_THE PROBLEM_
Return all lines from the entries below in which the word "defined" is present.

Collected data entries
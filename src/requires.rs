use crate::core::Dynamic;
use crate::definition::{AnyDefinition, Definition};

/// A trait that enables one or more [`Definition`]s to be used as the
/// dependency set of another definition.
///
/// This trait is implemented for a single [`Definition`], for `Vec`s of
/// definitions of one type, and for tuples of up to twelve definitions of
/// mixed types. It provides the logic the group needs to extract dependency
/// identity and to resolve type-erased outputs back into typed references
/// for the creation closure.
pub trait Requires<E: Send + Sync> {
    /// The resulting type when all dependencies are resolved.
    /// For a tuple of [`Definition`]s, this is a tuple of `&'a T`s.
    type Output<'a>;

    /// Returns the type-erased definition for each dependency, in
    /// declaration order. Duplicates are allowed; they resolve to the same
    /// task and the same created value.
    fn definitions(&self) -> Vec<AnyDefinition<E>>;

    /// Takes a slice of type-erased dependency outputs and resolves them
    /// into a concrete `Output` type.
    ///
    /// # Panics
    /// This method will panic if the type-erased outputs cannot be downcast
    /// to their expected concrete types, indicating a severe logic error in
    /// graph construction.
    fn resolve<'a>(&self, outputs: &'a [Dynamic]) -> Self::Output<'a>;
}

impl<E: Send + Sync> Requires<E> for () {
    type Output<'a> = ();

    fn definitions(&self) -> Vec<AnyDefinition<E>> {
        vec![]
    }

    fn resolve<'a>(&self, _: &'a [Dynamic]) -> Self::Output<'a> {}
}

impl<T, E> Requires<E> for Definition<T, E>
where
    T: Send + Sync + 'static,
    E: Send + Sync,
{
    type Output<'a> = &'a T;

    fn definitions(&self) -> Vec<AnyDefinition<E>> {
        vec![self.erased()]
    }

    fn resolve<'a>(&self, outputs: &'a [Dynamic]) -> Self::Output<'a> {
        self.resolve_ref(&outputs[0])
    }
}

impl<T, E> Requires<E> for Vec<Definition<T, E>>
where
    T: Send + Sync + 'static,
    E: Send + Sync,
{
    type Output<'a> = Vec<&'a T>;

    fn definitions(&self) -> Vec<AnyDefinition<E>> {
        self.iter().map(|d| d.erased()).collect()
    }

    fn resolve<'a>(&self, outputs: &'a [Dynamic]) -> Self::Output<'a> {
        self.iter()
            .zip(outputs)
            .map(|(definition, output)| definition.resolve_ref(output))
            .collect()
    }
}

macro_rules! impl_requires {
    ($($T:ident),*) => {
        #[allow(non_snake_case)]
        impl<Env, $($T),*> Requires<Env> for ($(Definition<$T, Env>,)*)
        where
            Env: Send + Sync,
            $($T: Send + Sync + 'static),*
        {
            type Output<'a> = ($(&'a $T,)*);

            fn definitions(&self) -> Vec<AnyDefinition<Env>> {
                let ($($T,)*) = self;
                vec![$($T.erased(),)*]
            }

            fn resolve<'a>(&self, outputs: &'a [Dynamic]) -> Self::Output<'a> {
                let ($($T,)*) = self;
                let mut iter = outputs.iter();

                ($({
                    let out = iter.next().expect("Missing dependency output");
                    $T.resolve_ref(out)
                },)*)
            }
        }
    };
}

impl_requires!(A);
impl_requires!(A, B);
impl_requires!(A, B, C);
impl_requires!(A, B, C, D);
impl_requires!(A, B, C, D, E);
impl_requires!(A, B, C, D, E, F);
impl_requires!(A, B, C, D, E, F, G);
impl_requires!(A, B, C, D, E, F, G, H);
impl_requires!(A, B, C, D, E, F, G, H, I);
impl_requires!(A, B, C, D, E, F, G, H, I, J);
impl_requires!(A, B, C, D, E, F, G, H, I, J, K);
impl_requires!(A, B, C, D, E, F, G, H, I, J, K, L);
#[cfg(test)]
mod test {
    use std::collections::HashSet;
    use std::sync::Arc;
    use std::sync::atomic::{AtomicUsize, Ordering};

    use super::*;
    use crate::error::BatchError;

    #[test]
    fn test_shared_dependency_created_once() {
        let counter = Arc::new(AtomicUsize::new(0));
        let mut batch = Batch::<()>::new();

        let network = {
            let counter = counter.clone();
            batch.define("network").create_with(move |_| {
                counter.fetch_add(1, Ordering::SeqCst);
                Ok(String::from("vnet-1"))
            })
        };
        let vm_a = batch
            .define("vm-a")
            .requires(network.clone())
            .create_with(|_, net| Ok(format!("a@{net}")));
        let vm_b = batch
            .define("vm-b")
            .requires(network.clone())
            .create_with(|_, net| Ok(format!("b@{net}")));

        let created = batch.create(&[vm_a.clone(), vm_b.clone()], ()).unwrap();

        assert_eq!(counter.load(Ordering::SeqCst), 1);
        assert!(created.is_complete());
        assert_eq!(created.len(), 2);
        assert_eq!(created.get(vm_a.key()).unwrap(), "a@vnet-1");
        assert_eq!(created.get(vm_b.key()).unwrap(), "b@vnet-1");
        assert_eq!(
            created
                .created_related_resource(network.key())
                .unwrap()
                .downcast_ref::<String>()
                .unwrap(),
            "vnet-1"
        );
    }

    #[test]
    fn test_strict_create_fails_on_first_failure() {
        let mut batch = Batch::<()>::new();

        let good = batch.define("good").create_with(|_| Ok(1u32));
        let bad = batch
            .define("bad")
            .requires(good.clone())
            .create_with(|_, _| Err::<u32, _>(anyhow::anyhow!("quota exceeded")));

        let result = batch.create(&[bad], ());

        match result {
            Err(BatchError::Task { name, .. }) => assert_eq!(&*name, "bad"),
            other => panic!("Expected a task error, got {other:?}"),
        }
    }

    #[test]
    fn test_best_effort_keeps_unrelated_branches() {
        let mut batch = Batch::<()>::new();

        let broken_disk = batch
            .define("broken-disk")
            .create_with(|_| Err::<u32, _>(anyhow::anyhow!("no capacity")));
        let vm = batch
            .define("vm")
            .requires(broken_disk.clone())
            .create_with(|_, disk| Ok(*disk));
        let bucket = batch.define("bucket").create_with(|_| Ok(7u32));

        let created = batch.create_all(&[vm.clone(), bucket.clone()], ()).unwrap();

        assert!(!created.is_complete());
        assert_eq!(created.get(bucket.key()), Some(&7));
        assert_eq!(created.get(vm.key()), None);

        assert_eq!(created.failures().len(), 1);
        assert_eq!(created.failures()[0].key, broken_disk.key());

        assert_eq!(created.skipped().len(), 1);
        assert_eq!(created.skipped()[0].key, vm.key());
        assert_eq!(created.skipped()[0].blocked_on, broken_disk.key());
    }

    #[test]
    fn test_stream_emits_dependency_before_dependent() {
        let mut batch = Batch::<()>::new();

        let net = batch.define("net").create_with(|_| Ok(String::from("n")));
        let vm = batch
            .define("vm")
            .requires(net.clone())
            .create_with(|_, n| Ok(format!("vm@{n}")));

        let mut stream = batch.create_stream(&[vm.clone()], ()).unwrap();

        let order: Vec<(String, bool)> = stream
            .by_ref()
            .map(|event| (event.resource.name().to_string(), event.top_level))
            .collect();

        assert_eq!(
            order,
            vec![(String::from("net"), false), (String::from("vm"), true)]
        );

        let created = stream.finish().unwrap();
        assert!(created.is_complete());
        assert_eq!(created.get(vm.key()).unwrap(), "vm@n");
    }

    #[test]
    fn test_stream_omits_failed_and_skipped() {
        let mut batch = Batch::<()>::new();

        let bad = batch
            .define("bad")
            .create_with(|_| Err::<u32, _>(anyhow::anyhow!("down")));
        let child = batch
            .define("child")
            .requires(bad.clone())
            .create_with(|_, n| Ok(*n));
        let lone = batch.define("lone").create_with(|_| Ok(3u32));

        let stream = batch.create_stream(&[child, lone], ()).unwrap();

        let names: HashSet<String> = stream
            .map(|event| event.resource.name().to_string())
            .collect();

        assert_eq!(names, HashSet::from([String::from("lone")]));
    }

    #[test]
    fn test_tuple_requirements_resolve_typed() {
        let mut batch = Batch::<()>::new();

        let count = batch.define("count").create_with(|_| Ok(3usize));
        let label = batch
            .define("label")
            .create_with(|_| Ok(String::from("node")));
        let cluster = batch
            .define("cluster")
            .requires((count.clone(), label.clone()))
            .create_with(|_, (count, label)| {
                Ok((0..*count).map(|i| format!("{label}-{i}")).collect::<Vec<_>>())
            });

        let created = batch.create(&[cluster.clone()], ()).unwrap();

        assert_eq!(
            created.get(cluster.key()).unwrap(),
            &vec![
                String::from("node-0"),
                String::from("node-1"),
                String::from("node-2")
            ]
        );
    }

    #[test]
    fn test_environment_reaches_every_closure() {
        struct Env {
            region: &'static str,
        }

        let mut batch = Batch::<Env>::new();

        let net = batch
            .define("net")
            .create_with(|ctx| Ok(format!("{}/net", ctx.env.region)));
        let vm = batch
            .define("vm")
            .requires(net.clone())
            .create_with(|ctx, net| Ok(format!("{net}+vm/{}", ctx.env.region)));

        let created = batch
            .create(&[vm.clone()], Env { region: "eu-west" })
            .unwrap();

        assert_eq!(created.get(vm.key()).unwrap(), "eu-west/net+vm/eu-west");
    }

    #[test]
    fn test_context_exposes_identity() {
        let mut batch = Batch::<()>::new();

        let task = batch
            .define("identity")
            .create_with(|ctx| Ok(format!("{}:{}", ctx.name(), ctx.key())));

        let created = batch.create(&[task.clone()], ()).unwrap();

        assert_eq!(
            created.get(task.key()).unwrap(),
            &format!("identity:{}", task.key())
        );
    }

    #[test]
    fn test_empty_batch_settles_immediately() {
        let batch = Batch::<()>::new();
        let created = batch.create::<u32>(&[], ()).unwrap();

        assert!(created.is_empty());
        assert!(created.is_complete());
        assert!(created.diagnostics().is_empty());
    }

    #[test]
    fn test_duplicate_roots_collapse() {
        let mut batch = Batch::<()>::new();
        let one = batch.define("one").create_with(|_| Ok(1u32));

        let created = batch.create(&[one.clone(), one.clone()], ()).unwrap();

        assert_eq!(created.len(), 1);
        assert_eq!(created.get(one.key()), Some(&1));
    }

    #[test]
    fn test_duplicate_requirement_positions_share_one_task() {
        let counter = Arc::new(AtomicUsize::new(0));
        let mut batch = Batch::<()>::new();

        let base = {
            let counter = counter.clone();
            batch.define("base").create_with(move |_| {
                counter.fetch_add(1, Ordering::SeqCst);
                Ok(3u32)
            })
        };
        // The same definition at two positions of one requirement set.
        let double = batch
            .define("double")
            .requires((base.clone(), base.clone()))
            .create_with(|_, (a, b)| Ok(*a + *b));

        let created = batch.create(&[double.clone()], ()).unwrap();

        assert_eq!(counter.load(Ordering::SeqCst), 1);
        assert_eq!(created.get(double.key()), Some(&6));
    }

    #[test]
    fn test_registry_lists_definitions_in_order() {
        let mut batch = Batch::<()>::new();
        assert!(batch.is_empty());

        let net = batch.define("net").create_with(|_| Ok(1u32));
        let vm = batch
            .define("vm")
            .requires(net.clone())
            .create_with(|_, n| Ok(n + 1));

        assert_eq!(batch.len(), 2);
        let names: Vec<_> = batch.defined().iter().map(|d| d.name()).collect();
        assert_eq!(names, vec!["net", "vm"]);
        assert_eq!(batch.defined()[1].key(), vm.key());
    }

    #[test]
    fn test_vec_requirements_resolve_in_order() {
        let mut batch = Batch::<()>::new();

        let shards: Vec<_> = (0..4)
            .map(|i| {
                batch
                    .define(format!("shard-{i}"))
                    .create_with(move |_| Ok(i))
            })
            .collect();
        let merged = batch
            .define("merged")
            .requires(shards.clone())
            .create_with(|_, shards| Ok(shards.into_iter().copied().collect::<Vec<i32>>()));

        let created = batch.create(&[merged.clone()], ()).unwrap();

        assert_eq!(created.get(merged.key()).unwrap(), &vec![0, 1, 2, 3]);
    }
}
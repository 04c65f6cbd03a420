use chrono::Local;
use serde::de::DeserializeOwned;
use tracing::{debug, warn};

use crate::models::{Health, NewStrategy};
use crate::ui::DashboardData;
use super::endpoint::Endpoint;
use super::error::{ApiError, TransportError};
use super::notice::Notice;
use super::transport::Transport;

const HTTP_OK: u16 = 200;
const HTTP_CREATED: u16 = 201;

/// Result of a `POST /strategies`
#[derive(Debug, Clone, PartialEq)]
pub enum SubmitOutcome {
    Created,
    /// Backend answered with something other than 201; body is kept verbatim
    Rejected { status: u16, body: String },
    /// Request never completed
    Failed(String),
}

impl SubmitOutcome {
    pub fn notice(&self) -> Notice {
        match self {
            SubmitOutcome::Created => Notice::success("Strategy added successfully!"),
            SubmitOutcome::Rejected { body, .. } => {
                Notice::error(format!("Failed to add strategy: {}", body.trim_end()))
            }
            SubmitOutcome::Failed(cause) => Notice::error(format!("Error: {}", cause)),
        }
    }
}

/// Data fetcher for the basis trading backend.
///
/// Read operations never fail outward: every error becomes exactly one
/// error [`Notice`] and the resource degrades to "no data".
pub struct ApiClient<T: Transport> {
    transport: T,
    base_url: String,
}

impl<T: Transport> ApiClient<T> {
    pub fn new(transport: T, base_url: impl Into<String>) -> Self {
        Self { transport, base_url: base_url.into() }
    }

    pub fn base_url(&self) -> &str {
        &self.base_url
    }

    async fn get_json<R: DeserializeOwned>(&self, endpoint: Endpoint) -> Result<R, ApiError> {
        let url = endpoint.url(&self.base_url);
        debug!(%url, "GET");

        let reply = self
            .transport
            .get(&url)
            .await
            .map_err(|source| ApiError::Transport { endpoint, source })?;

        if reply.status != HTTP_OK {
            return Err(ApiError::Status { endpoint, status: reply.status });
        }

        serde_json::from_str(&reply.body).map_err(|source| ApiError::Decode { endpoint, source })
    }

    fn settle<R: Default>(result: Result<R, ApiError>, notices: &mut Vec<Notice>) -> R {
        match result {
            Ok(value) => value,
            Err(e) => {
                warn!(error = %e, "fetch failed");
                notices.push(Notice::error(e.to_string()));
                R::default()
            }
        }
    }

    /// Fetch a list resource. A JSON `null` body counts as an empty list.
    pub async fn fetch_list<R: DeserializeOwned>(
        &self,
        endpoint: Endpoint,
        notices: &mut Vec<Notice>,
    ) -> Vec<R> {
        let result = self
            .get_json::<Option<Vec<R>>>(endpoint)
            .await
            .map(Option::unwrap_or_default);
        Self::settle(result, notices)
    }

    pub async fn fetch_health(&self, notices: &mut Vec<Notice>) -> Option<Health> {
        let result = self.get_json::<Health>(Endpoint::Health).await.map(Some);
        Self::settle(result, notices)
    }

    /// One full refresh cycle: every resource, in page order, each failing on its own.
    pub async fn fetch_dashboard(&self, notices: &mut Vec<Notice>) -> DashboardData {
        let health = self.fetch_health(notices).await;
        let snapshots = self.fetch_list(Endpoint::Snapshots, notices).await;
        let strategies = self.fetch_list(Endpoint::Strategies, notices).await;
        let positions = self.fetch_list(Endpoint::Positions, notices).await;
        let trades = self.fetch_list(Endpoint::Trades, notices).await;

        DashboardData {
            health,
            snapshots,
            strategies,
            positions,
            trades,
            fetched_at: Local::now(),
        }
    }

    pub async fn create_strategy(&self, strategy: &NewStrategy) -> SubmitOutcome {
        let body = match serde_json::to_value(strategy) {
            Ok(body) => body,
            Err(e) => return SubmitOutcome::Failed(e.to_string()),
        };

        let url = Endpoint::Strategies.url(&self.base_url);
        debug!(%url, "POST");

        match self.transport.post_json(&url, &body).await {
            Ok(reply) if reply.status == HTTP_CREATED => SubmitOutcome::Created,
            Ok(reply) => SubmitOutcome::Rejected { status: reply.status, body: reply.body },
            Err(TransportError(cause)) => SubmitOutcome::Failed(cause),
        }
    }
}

_ANSWER SPACE_
        let names: Vec<_> = batch.defined().iter().map(|d| d.name()).collect();
        assert_eq!(batch.defined()[1].key(), vm.key());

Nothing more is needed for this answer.